PROBLEM DESCRIPTION
All lines from the one containing "proposal is already" through the end of the entries below should appear in the answer exactly, with no others.

START DATASET EXCERPTS

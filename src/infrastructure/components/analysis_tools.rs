// Analysis tools panel - simulated AI proposal generation
use crate::application::renderable::{ActionOutcome, RenderContext, RenderableUnit, UnitError};
use crate::domain::app_config::AppConfig;
use crate::domain::panel::{ActionButton, Block, Metric};
use async_trait::async_trait;
use std::sync::{Arc, Mutex, MutexGuard};
use std::time::Duration;

pub const GENERATE_PROPOSAL: &str = "generateProposal";

const DEFAULT_GENERATION_DELAY: Duration = Duration::from_secs(2);

#[derive(Debug, Clone, Copy, PartialEq, Eq)]
pub struct SeoData {
    pub traffic: u64,
    pub keywords: u64,
    pub backlinks: u64,
}

#[derive(Debug, Clone, Copy, PartialEq, Eq)]
pub enum ProposalState {
    Idle,
    Generating,
    Ready(SeoData),
}

pub struct AnalysisTools {
    state: Arc<Mutex<ProposalState>>,
    delay: Duration,
}

impl AnalysisTools {
    pub fn new() -> Self {
        Self::with_delay(DEFAULT_GENERATION_DELAY)
    }

    pub fn with_delay(delay: Duration) -> Self {
        Self {
            state: Arc::new(Mutex::new(ProposalState::Idle)),
            delay,
        }
    }

    pub fn state(&self) -> ProposalState {
        *lock(&self.state)
    }
}

impl Default for AnalysisTools {
    fn default() -> Self {
        Self::new()
    }
}

// The state is a plain value, so a poisoned lock still holds usable data.
fn lock(state: &Mutex<ProposalState>) -> MutexGuard<'_, ProposalState> {
    state.lock().unwrap_or_else(|poisoned| poisoned.into_inner())
}

#[async_trait]
impl RenderableUnit for AnalysisTools {
    fn render(&self, ctx: &RenderContext<'_>) -> anyhow::Result<Vec<Block>> {
        let features = &ctx.config.features;
        let state = self.state();
        let generating = state == ProposalState::Generating;

        let label = if generating {
            "Generating..."
        } else {
            "Generate AI Proposal"
        };
        let mut blocks = vec![
            Block::heading("Analysis and Proposal Tools"),
            Block::Actions {
                buttons: vec![
                    ActionButton::new(label)
                        .triggers(GENERATE_PROPOSAL)
                        .enabled(features.ai_proposal_generation && !generating),
                ],
            },
        ];

        if !features.ai_proposal_generation {
            blocks.push(Block::info("AI proposal generation is disabled for this workspace"));
        }

        if let ProposalState::Ready(seo) = state {
            blocks.push(Block::heading("SEO Data:"));
            blocks.push(Block::Metrics {
                items: vec![
                    Metric::new("Traffic", seo.traffic),
                    Metric::new("Keywords", seo.keywords),
                    Metric::new("Backlinks", seo.backlinks),
                ],
            });
        }

        if features.seo_data_collection {
            if let Some(metrics) = ctx.data.text_list("seoMetrics") {
                blocks.push(Block::text(format!("Collected metrics: {}", metrics.join(", "))));
            }
        }

        Ok(blocks)
    }

    async fn handle_action(&self, config: &AppConfig, action: &str) -> Result<ActionOutcome, UnitError> {
        if action != GENERATE_PROPOSAL {
            return Err(UnitError::UnsupportedAction(action.to_string()));
        }
        if !config.features.ai_proposal_generation {
            return Err(UnitError::Rejected("AI proposal generation is disabled".to_string()));
        }

        {
            let mut state = lock(&self.state);
            if *state == ProposalState::Generating {
                return Err(UnitError::Rejected("a proposal is already being generated".to_string()));
            }
            *state = ProposalState::Generating;
        }

        let state = self.state.clone();
        let delay = self.delay;
        tokio::spawn(async move {
            tokio::time::sleep(delay).await;
            *lock(&state) = ProposalState::Ready(SeoData {
                traffic: 10000,
                keywords: 500,
                backlinks: 1000,
            });
            tracing::debug!("Proposal generation finished");
        });

        Ok(ActionOutcome::new("Proposal generation started"))
    }
}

END DATASET EXCERPTS

TASK RESPONSE
                return Err(UnitError::Rejected("a proposal is already being generated".to_string()));
            }
            *state = ProposalState::Generating;
        }

        let state = self.state.clone();
        let delay = self.delay;
        tokio::spawn(async move {
            tokio::time::sleep(delay).await;
            *lock(&state) = ProposalState::Ready(SeoData {
                traffic: 10000,
                keywords: 500,
                backlinks: 1000,
            });
            tracing::debug!("Proposal generation finished");
        });

        Ok(ActionOutcome::new("Proposal generation started"))
    }
}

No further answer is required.